Imprimer sur du mauvais papier, avec beaucoup de coquilles le prix
n’excédait pas les quatre sous de l’époque. Des auteurs se sont illustrés
dans ce domaine, en écrivant des histoires sans rapport avec la science,
mais comme ils étaient payés aux mots, ils n’hésitaient pas écrire des
pages et des pages, sans même une relecture. L’éditeur se charge alors de
compter les mots, de payer l’auteur et d’essayer de tirer profit du texte.
Robert Howard
écrivit une histoire ou "Conan le barbare" prendra place. Le
personnage sera le héros de plusieurs romans. Une des séries les plus
importantes venait de naître.
En cette année de 1932,
Aldous Huxley avec « Le meilleur des mondes » invente une
société qui fait froid dans le dos, encore aujourd’hui. Les scientifiques
et les politiciens s’unissent uniquement pour le pire.
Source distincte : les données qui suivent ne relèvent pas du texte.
//! # Dispute Operations
//!
//! Disputes are stored inside their contract record, so every operation
//! here is a read-modify-write of the whole contract.
//!
//! ```text
//! issue ──▶ Active ──close──▶ Closed
//!             │  ▲
//!   update /  └──┘  respond
//! ```
//!
//! Dispute identifiers are the decimal position of the dispute in the
//! contract's list at the moment it was issued ("0", "1", ...). Disputes
//! are never removed, so positions stay unique within a contract. Response
//! identifiers follow the same rule inside their dispute.
//!
//! The status of the contract itself is not consulted: disputes can be
//! raised against Pending, Active or Terminated contracts alike.

use ecl_core::{Clock, DisputeId, ResponseId, ValidationError};
use ecl_ledger::Ledger;

use crate::error::ContractError;
use crate::model::{Contract, Dispute};
use crate::registry::{log_rejection, ContractRegistry};

impl<L: Ledger, C: Clock> ContractRegistry<L, C> {
    /// Append a new Active dispute and return its identifier.
    ///
    /// # Errors
    ///
    /// - `InvalidInput` if `content` is empty.
    /// - `NotFound` if the contract does not exist.
    pub fn issue_dispute(&self, id: &str, content: &str) -> Result<DisputeId, ContractError> {
        self.issue_dispute_inner(id, content)
            .map_err(|e| log_rejection("issue dispute", id, e))
    }

    fn issue_dispute_inner(&self, id: &str, content: &str) -> Result<DisputeId, ContractError> {
        if content.is_empty() {
            return Err(ValidationError::empty("Dispute", "Content").into());
        }
        let mut contract = self.load(id)?;
        let dispute_id = DisputeId::from_position(contract.disputes.len());
        let dispute = Dispute::open(dispute_id.clone(), content, self.today())?;
        contract.disputes.push(dispute);

        self.store(&contract)?;
        tracing::info!(contract_id = %contract.id, %dispute_id, "dispute issued");
        Ok(dispute_id)
    }

    /// Replace the content of an Active dispute.
    ///
    /// # Errors
    ///
    /// - `InvalidInput` if `content` is empty.
    /// - `NotFound` if the contract or dispute does not exist.
    /// - `StateConflict` if the dispute is Closed.
    pub fn update_dispute(
        &self,
        id: &str,
        dispute_id: &str,
        content: &str,
    ) -> Result<(), ContractError> {
        let today = self.today();
        self.modify_dispute(id, dispute_id, "update dispute", |dispute| {
            dispute.revise(content, today)
        })
    }

    /// Active → Closed.
    ///
    /// # Errors
    ///
    /// - `NotFound` if the contract or dispute does not exist.
    /// - `StateConflict` if the dispute is already Closed.
    pub fn close_dispute(&self, id: &str, dispute_id: &str) -> Result<(), ContractError> {
        let today = self.today();
        self.modify_dispute(id, dispute_id, "close dispute", |dispute| {
            dispute.close(today)
        })
    }

    /// Append a response to an Active dispute and return its identifier.
    ///
    /// # Errors
    ///
    /// - `InvalidInput` if `content` is empty.
    /// - `NotFound` if the contract or dispute does not exist.
    /// - `StateConflict` if the dispute is Closed.
    pub fn respond_to_dispute(
        &self,
        id: &str,
        dispute_id: &str,
        content: &str,
    ) -> Result<ResponseId, ContractError> {
        let today = self.today();
        self.modify_dispute(id, dispute_id, "respond to dispute", |dispute| {
            dispute.respond(content, today)
        })
    }

    /// Load the contract, apply `f` to one of its disputes and store the
    /// result. Nothing is written if `f` fails.
    fn modify_dispute<T>(
        &self,
        id: &str,
        dispute_id: &str,
        op: &'static str,
        f: impl FnOnce(&mut Dispute) -> Result<T, ContractError>,
    ) -> Result<T, ContractError> {
        self.modify_dispute_inner(id, dispute_id, op, f)
            .map_err(|e| log_rejection(op, id, e))
    }

    fn modify_dispute_inner<T>(
        &self,
        id: &str,
        dispute_id: &str,
        op: &'static str,
        f: impl FnOnce(&mut Dispute) -> Result<T, ContractError>,
    ) -> Result<T, ContractError> {
        let mut contract = self.load(id)?;
        let dispute_id = DisputeId::new(dispute_id);
        let dispute = find_dispute(&mut contract, &dispute_id)?;
        let out = f(&mut *dispute)?;
        let status = dispute.status;

        self.store(&contract)?;
        tracing::info!(op, contract_id = %contract.id, %dispute_id, %status, "dispute modified");
        Ok(out)
    }
}

fn find_dispute<'a>(
    contract: &'a mut Contract,
    dispute_id: &DisputeId,
) -> Result<&'a mut Dispute, ContractError> {
    let contract_id = contract.id.clone();
    contract
        .dispute_mut(dispute_id)
        .ok_or_else(|| ContractError::DisputeNotFound {
            contract_id,
            dispute_id: dispute_id.clone(),
        })
}
//! In-memory ledger backed by an ordered map.
//!
//! Cheaply cloneable via `Arc`; all clones share the same data.

use std::collections::BTreeMap;
use std::sync::Arc;

use parking_lot::RwLock;

use crate::{Ledger, LedgerError};

/// An in-memory [`Ledger`]. Scans return keys in ascending order.
#[derive(Debug, Clone, Default)]
pub struct InMemoryLedger {
    inner: Arc<RwLock<BTreeMap<String, Vec<u8>>>>,
}

impl InMemoryLedger {
    pub fn new() -> Self {
        Self::default()
    }

    /// Number of stored records.
    pub fn len(&self) -> usize {
        self.inner.read().len()
    }

    pub fn is_empty(&self) -> bool {
        self.inner.read().is_empty()
    }
}

impl Ledger for InMemoryLedger {
    fn get(&self, key: &str) -> Result<Option<Vec<u8>>, LedgerError> {
        Ok(self.inner.read().get(key).cloned())
    }

    fn put(&self, key: &str, value: &[u8]) -> Result<(), LedgerError> {
        if key.is_empty() {
            return Err(LedgerError::InvalidKey {
                key: key.to_string(),
                reason: "key must not be empty",
            });
        }
        self.inner.write().insert(key.to_string(), value.to_vec());
        Ok(())
    }

    fn scan_all(&self) -> Result<Vec<(String, Vec<u8>)>, LedgerError> {
        Ok(self
            .inner
            .read()
            .iter()
            .map(|(k, v)| (k.clone(), v.clone()))
            .collect())
    }
}

#[cfg(test)]
mod tests {
    use super::*;

    #[test]
    fn get_missing_is_none() {
        let ledger = InMemoryLedger::new();
        assert_eq!(ledger.get("absent").unwrap(), None);
        assert!(!ledger.contains("absent").unwrap());
    }

    #[test]
    fn put_replaces_value() {
        let ledger = InMemoryLedger::new();
        ledger.put("k", b"one").unwrap();
        ledger.put("k", b"two").unwrap();
        assert_eq!(ledger.get("k").unwrap().as_deref(), Some(&b"two"[..]));
        assert_eq!(ledger.len(), 1);
    }

    #[test]
    fn empty_key_rejected() {
        let ledger = InMemoryLedger::new();
        assert!(matches!(
            ledger.put("", b"x"),
            Err(LedgerError::InvalidKey { .. })
        ));
        assert!(ledger.is_empty());
    }

    #[test]
    fn scan_is_key_ordered() {
        let ledger = InMemoryLedger::new();
        ledger.put("b", b"2").unwrap();
        ledger.put("a", b"1").unwrap();
        ledger.put("c", b"3").unwrap();
        let keys: Vec<String> = ledger.scan_all().unwrap().into_iter().map(|(k, _)| k).collect();
        assert_eq!(keys, ["a", "b", "c"]);
    }

    #[test]
    fn clones_share_state() {
        let a = InMemoryLedger::new();
        let b = a.clone();
        a.put("k", b"v").unwrap();
        assert!(b.contains("k").unwrap());
    }
}
//! # Contract Registry
//!
//! Validates and mutates contract records in a [`Ledger`], keyed by
//! contract ID.
//!
//! Every mutating operation follows the same shape: read the current
//! record, validate, compute the complete new record, write it with a
//! single `put`. Validation always finishes before the write, so a
//! rejected operation leaves the stored record untouched. No state is
//! kept between calls; the registry can be rebuilt around the same ledger
//! at any time.
//!
//! ## Operations
//!
//! | Operation   | Requires                         | Effect                       |
//! |-------------|----------------------------------|------------------------------|
//! | `create`    | ID unused, valid terms and dates | stored as Pending, no disputes |
//! | `update`    | exists, not Terminated           | terms replaced, status and disputes kept |
//! | `approve`   | Pending                          | Active                       |
//! | `terminate` | not Terminated                   | Terminated                   |
//! | `extend`    | Active, inside extension window  | `End date` moved later       |
//!
//! Dispute operations live in `dispute.rs`, history in `history.rs`.

use ecl_core::{Clock, ContractDate, ContractId, SystemClock, ValidationError};
use ecl_ledger::Ledger;
use ecl_state::{ContractStatus, TransitionError};

use crate::codec;
use crate::error::{ContractError, ErrorKind, TemporalViolation};
use crate::model::{Contract, Terms};
use crate::policy::RegistryPolicy;

/// The contract registry over a ledger `L` and a clock `C`.
#[derive(Debug, Clone)]
pub struct ContractRegistry<L, C = SystemClock> {
    ledger: L,
    clock: C,
    policy: RegistryPolicy,
}

impl<L: Ledger> ContractRegistry<L, SystemClock> {
    /// A registry reading today's date from the system clock.
    pub fn new(ledger: L) -> Self {
        Self::with_clock(ledger, SystemClock)
    }
}

impl<L: Ledger, C: Clock> ContractRegistry<L, C> {
    /// A registry reading today's date from `clock`.
    pub fn with_clock(ledger: L, clock: C) -> Self {
        Self {
            ledger,
            clock,
            policy: RegistryPolicy::default(),
        }
    }

    /// Replace the registry policy.
    pub fn with_policy(mut self, policy: RegistryPolicy) -> Self {
        self.policy = policy;
        self
    }

    pub fn ledger(&self) -> &L {
        &self.ledger
    }

    pub fn policy(&self) -> &RegistryPolicy {
        &self.policy
    }

    pub(crate) fn today(&self) -> ContractDate {
        self.clock.today()
    }

    // ── Contract operations ────────────────────────────────────────────

    /// Store a new contract.
    ///
    /// The candidate's `Status` and `Disputes` are discarded: every new
    /// contract is Pending with no disputes.
    ///
    /// # Errors
    ///
    /// - `AlreadyExists` if the ID is taken.
    /// - `InvalidInput` for an empty ID, any invalid substructure, or an
    ///   unparseable start or end date.
    /// - `TemporalConstraint` if the end date is before today.
    pub fn create(&self, candidate: Contract) -> Result<(), ContractError> {
        let key = candidate.id.as_str().to_string();
        self.create_inner(candidate)
            .map_err(|e| log_rejection("create", &key, e))
    }

    fn create_inner(&self, candidate: Contract) -> Result<(), ContractError> {
        let id = ContractId::new(candidate.id.as_str())?;
        if self.ledger.contains(id.as_str())? {
            return Err(ContractError::AlreadyExists(id));
        }

        let terms = candidate.validated_terms()?;
        parse_date_field("Start date", &candidate.start_date)?;
        let end_date = parse_date_field("End date", &candidate.end_date)?;
        let today = self.today();
        if end_date < today {
            return Err(TemporalViolation::EndDateInPast { end_date, today }.into());
        }

        let record = Contract {
            id,
            status: ContractStatus::Pending,
            disputes: Vec::new(),
            ..candidate
        }
        .with_terms(terms);
        self.store(&record)?;
        tracing::info!(contract_id = %record.id, status = %record.status, "contract created");
        Ok(())
    }

    /// Fetch a contract.
    ///
    /// # Errors
    ///
    /// `NotFound` if no record exists or the stored value cannot be decoded.
    pub fn read(&self, id: &str) -> Result<Contract, ContractError> {
        self.load(id)
    }

    /// Whether a record exists under `id`. The record is not decoded.
    pub fn exists(&self, id: &str) -> Result<bool, ContractError> {
        Ok(self.ledger.contains(id)?)
    }

    /// Replace the terms and free-form fields of an existing contract.
    ///
    /// Dates are carried over without re-validation. `Status` and
    /// `Disputes` always come from the stored record.
    ///
    /// # Errors
    ///
    /// - `NotFound` if the contract does not exist.
    /// - `StateConflict` if it is Terminated.
    /// - `InvalidInput` if any substructure fails validation.
    pub fn update(&self, candidate: Contract) -> Result<(), ContractError> {
        let key = candidate.id.as_str().to_string();
        self.update_inner(candidate)
            .map_err(|e| log_rejection("update", &key, e))
    }

    fn update_inner(&self, candidate: Contract) -> Result<(), ContractError> {
        let existing = self.load(candidate.id.as_str())?;
        existing.status.require_updatable()?;
        let terms = candidate.validated_terms()?;

        let record = merge_for_update(existing, candidate, terms);
        self.store(&record)?;
        tracing::info!(contract_id = %record.id, "contract updated");
        Ok(())
    }

    /// Pending → Active.
    ///
    /// # Errors
    ///
    /// `StateConflict` naming the current status if not Pending.
    pub fn approve(&self, id: &str) -> Result<(), ContractError> {
        self.change_status(id, "approve", ContractStatus::approve)
    }

    /// Pending or Active → Terminated.
    ///
    /// # Errors
    ///
    /// `StateConflict` if already Terminated.
    pub fn terminate(&self, id: &str) -> Result<(), ContractError> {
        self.change_status(id, "terminate", ContractStatus::terminate)
    }

    /// Move the end date of an Active contract later.
    ///
    /// Allowed only when the current end date is within the policy's
    /// extension window of today. The new date must be after today and not
    /// before the current end date.
    ///
    /// # Errors
    ///
    /// - `StateConflict` if the contract is not Active.
    /// - `InvalidInput` if either date does not parse.
    /// - `TemporalConstraint` distinguishing a date in the past, a shortened
    ///   term, and a request made before the window opens.
    pub fn extend(&self, id: &str, new_end_date: &str) -> Result<(), ContractError> {
        self.extend_inner(id, new_end_date)
            .map_err(|e| log_rejection("extend", id, e))
    }

    fn extend_inner(&self, id: &str, new_end_date: &str) -> Result<(), ContractError> {
        let mut contract = self.load(id)?;
        contract.status.require_extendable()?;
        let requested = parse_date_field("End date", new_end_date)?;
        let end_date = parse_date_field("End date", &contract.end_date)?;
        check_extension(
            self.today(),
            end_date,
            requested,
            self.policy.extension_window_months,
        )?;

        contract.end_date = requested.format();
        self.store(&contract)?;
        tracing::info!(contract_id = %contract.id, end_date = %requested, "contract extended");
        Ok(())
    }

    /// Every contract in the ledger, in ledger scan order. A record with an
    /// unrecognised status is returned as Terminated.
    ///
    /// # Errors
    ///
    /// Fails on the first record that cannot be decoded.
    pub fn get_all(&self) -> Result<Vec<Contract>, ContractError> {
        self.ledger
            .scan_all()?
            .into_iter()
            .map(|(key, bytes)| {
                codec::decode_scanned(&key, &bytes).map_err(|e| {
                    tracing::warn!(key = %key, error = %e, "undecodable record in ledger scan");
                    e
                })
            })
            .collect()
    }

    // ── Internals ──────────────────────────────────────────────────────

    pub(crate) fn load(&self, id: &str) -> Result<Contract, ContractError> {
        match self.ledger.get(id)? {
            Some(bytes) => codec::decode(id, &bytes),
            None => Err(ContractError::ContractNotFound(id.to_string())),
        }
    }

    pub(crate) fn store(&self, contract: &Contract) -> Result<(), ContractError> {
        let bytes = codec::encode(contract)?;
        self.ledger.put(contract.id.as_str(), &bytes)?;
        Ok(())
    }

    fn change_status(
        &self,
        id: &str,
        op: &'static str,
        transition: fn(ContractStatus) -> Result<ContractStatus, TransitionError>,
    ) -> Result<(), ContractError> {
        self.change_status_inner(id, op, transition)
            .map_err(|e| log_rejection(op, id, e))
    }

    fn change_status_inner(
        &self,
        id: &str,
        op: &'static str,
        transition: fn(ContractStatus) -> Result<ContractStatus, TransitionError>,
    ) -> Result<(), ContractError> {
        let mut contract = self.load(id)?;
        let from = contract.status;
        contract.status = transition(from)?;
        self.store(&contract)?;
        tracing::info!(op, contract_id = %contract.id, %from, to = %contract.status, "contract status changed");
        Ok(())
    }
}

/// Build the record written by `update`: the candidate's free-form fields
/// and freshly validated terms, with status and disputes copied forward
/// from the stored record.
fn merge_for_update(existing: Contract, candidate: Contract, terms: Terms) -> Contract {
    Contract {
        id: existing.id,
        status: existing.status,
        disputes: existing.disputes,
        notes: candidate.notes,
        start_date: candidate.start_date,
        end_date: candidate.end_date,
        extension_details: candidate.extension_details,
        ..Contract::default()
    }
    .with_terms(terms)
}

/// Date rules for an extension, checked in order: the new date must be
/// after today, must not shorten the term, and the current end date must
/// fall on or before `today + window_months`.
pub fn check_extension(
    today: ContractDate,
    end_date: ContractDate,
    requested: ContractDate,
    window_months: u32,
) -> Result<(), TemporalViolation> {
    if requested <= today {
        return Err(TemporalViolation::ExtensionInPast { requested, today });
    }
    if requested < end_date {
        return Err(TemporalViolation::ExtensionShortensTerm {
            requested,
            end_date,
        });
    }
    let window_open = today
        .add_months(window_months)
        .map_or(true, |limit| limit >= end_date);
    if !window_open {
        return Err(TemporalViolation::OutsideExtensionWindow {
            end_date,
            window_months,
        });
    }
    Ok(())
}

pub(crate) fn parse_date_field(
    field: &'static str,
    value: &str,
) -> Result<ContractDate, ValidationError> {
    ContractDate::parse(value).map_err(|source| ValidationError::Date { field, source })
}

/// Log a rejected operation and hand the error back.
pub(crate) fn log_rejection(op: &'static str, id: &str, err: ContractError) -> ContractError {
    if err.kind() == ErrorKind::Ledger {
        tracing::warn!(op, contract_id = id, error = %err, "ledger failure");
    } else {
        tracing::debug!(op, contract_id = id, error = %err, "operation rejected");
    }
    err
}
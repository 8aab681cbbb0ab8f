//! # History Subcommand
//!
//! `ecl history --party <id> --role employee|employer` prints the party's
//! counters. `--contracts` prints the matching records instead.

use std::io::Write;

use anyhow::{Context, Result};
use clap::{Args, ValueEnum};

use ecl_contracts::{ContractRegistry, PartyRole};
use ecl_core::Clock;
use ecl_ledger::Ledger;

use crate::write_json;

#[derive(Debug, Clone, Copy, ValueEnum)]
pub enum RoleArg {
    Employee,
    Employer,
}

impl From<RoleArg> for PartyRole {
    fn from(role: RoleArg) -> Self {
        match role {
            RoleArg::Employee => PartyRole::Employee,
            RoleArg::Employer => PartyRole::Employer,
        }
    }
}

/// Arguments for the `ecl history` subcommand.
#[derive(Args, Debug)]
pub struct HistoryArgs {
    /// Party identifier (employee or employer ID).
    #[arg(long)]
    pub party: String,
    /// Which side of the contract the party is on.
    #[arg(long, value_enum)]
    pub role: RoleArg,
    /// List the matching contracts instead of counting them.
    #[arg(long)]
    pub contracts: bool,
}

/// Execute the history subcommand.
pub fn run_history<L: Ledger, C: Clock>(
    args: &HistoryArgs,
    registry: &ContractRegistry<L, C>,
    out: &mut impl Write,
) -> Result<u8> {
    let role = PartyRole::from(args.role);
    let party = &args.party;
    if args.contracts {
        let contracts = registry
            .contracts_for(party, role)
            .with_context(|| format!("failed to list contracts for {role} {party}"))?;
        write_json(out, &contracts)?;
    } else {
        let aggregate = registry
            .view_history(party, role)
            .with_context(|| format!("failed to compute history for {role} {party}"))?;
        if aggregate.is_empty() {
            tracing::info!(party_id = %party, %role, "no contracts found for party");
        }
        write_json(out, &aggregate)?;
    }
    Ok(0)
}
Le monde décrit par
Huxley est axé sur un Etat médecin qui contrôle les naissances par
éprouvette. De ce fait, on contrôle le désir des gens, leurs volontés et
surtout leurs votes. Le diktat est celui de l’argent.
En une année on a vu deux
genres être inventés. Howard instaure les bases de ce qu’allait
devenir « l’Héroic-Fantasy » avec Conan le Cimmérien. Et
Huxley réinvente "l’anticipation". Avec Jules Verne,
l’anticipation est "utopique". Avec Huxley, elle est « Dystopique ». Le
monde parfait de Verne à laissé place au monde désenchanté de Huxley.
Deux ans plus tard, Jack
Williamson formera un groupe d’aventurier dans un roman intitulé «
La légion de l’espace ». Les pirates des caraïbes se sont transformés
en pirates de l’espace. "Le Space Opéra" vient de naître
mais n'a pas encore rencontré son maître.
4ème époque :
William Campbell prend les rennes de la SF.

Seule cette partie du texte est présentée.